As for accidentally rewriting an existing song...it happens. Just be aware that if it reminds you of another song, you should take the time to make sure it isn't. I once spent an hour assembling an 80's style cheesy electronic thing, only to realize at the end I'd just "written" We're Not Gonna Take It.
posted by davejay at 12:14 AM on November 8, 2007 [1 favorite]

Write it down, definitely! Whatever you remember of it, in as complete a form as you can. I do this occasionally, and good songs are sometimes the result.

In one particular instance, though, my brain had percolated enough that it spat out a modified version of Pachebel's Canon.

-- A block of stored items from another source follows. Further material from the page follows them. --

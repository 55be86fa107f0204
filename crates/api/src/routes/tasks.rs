//! Task routes

use aigc_shared::TaskType;
use aigc_tasks::{
    CreateTaskParams, Settlement, SubTask, Task, TaskLaunch, TaskMetadata, TaskRecallResult,
    TaskRequest, TaskStore,
};
use axum::extract::{Path, State};
use axum::http::StatusCode;
use axum::Json;
use serde::{Deserialize, Serialize};
use uuid::Uuid;

use super::caller::CallerId;
use crate::error::{ApiError, ApiResult};
use crate::state::AppState;

#[derive(Debug, Deserialize)]
pub struct CreateTaskBody {
    pub task_type: TaskType,
    #[serde(default = "default_public")]
    pub is_public: bool,
    pub request: TaskRequest,
    #[serde(default)]
    pub metadata: TaskMetadata,
}

fn default_public() -> bool {
    true
}

#[derive(Debug, Serialize)]
pub struct TaskDetail {
    #[serde(flatten)]
    pub task: Task,
    pub sub_tasks: Vec<SubTask>,
}

/// Create a task and start it in the background
pub async fn create_task(
    State(state): State<AppState>,
    CallerId(user_id): CallerId,
    Json(body): Json<CreateTaskBody>,
) -> ApiResult<(StatusCode, Json<Task>)> {
    let params = CreateTaskParams {
        user_id,
        task_type: body.task_type,
        is_public: body.is_public,
        request: body.request,
        metadata: body.metadata,
    };

    let TaskLaunch { task, settlement } = state.orchestrator.create_and_run(params).await?;

    let task_id = task.id;
    tokio::spawn(async move {
        match settlement.await {
            Ok(Ok(Settlement::Confirmed { transaction_id })) => {
                tracing::info!(task_id = %task_id, transaction_id = %transaction_id, "Task charge confirmed");
            }
            Ok(Ok(Settlement::Cancelled {
                transaction_id,
                reason,
            })) => {
                tracing::warn!(
                    task_id = %task_id,
                    transaction_id = %transaction_id,
                    reason = %reason,
                    "Task charge released"
                );
            }
            Ok(Ok(Settlement::NotCharged)) => {
                tracing::debug!(task_id = %task_id, "Task ran without a charge");
            }
            Ok(Err(e)) => {
                tracing::error!(task_id = %task_id, error = %e, "Task settlement failed");
            }
            Err(e) => {
                tracing::error!(task_id = %task_id, error = %e, "Task settlement did not finish");
            }
        }
    });

    Ok((StatusCode::CREATED, Json(task)))
}

/// A task with its subtasks, visible to its owner only
pub async fn get_task(
    State(state): State<AppState>,
    CallerId(user_id): CallerId,
    Path(task_id): Path<Uuid>,
) -> ApiResult<Json<TaskDetail>> {
    let task = state.orchestrator.get_task(task_id).await?;
    if task.user_id != user_id {
        return Err(ApiError::Forbidden("task belongs to another user".into()));
    }

    let sub_tasks = state.orchestrator.store().list_sub_tasks(task_id).await?;
    Ok(Json(TaskDetail { task, sub_tasks }))
}

/// Poll providers for the task's unfinished subtasks
pub async fn recall_task(
    State(state): State<AppState>,
    CallerId(user_id): CallerId,
    Path(task_id): Path<Uuid>,
) -> ApiResult<Json<TaskRecallResult>> {
    let result = state.orchestrator.recall(task_id, user_id).await?;
    Ok(Json(result))
}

Write it down, walk away for a while, and come back to it, so you can evaluate the music on its own merits, rather than in the heat of the moment.
posted by LN at 5:20 AM on November 8, 2007

I once interviewed a guy who swore he was the reincarnation of John Lennon and that he was really just trying to get a record deal so that he could make a comeback. He was a diagnosed paranoid schitzophrenic.

Even though I know nothing about paranoid schitzophrenia (IANAP!), it sounds to me like you are just having a bout of creativity. I'd say stay alert and make sure you can tell what is in your head and what isn't. So long as reality in your head and reality out of your head are still lining up, you should be fine.

Well. Not fine. There are still wars and germs and poverty and stuff. But your mind should be okay for the time being.
posted by greekphilosophy at 6:28 AM on November 8, 2007

. The problem is, I'm pretty sure the aether misplaced it. It's clearly meant for Tori Amos's brain.

If you truly believe this in its literal sense, then the answer to #3 is yes.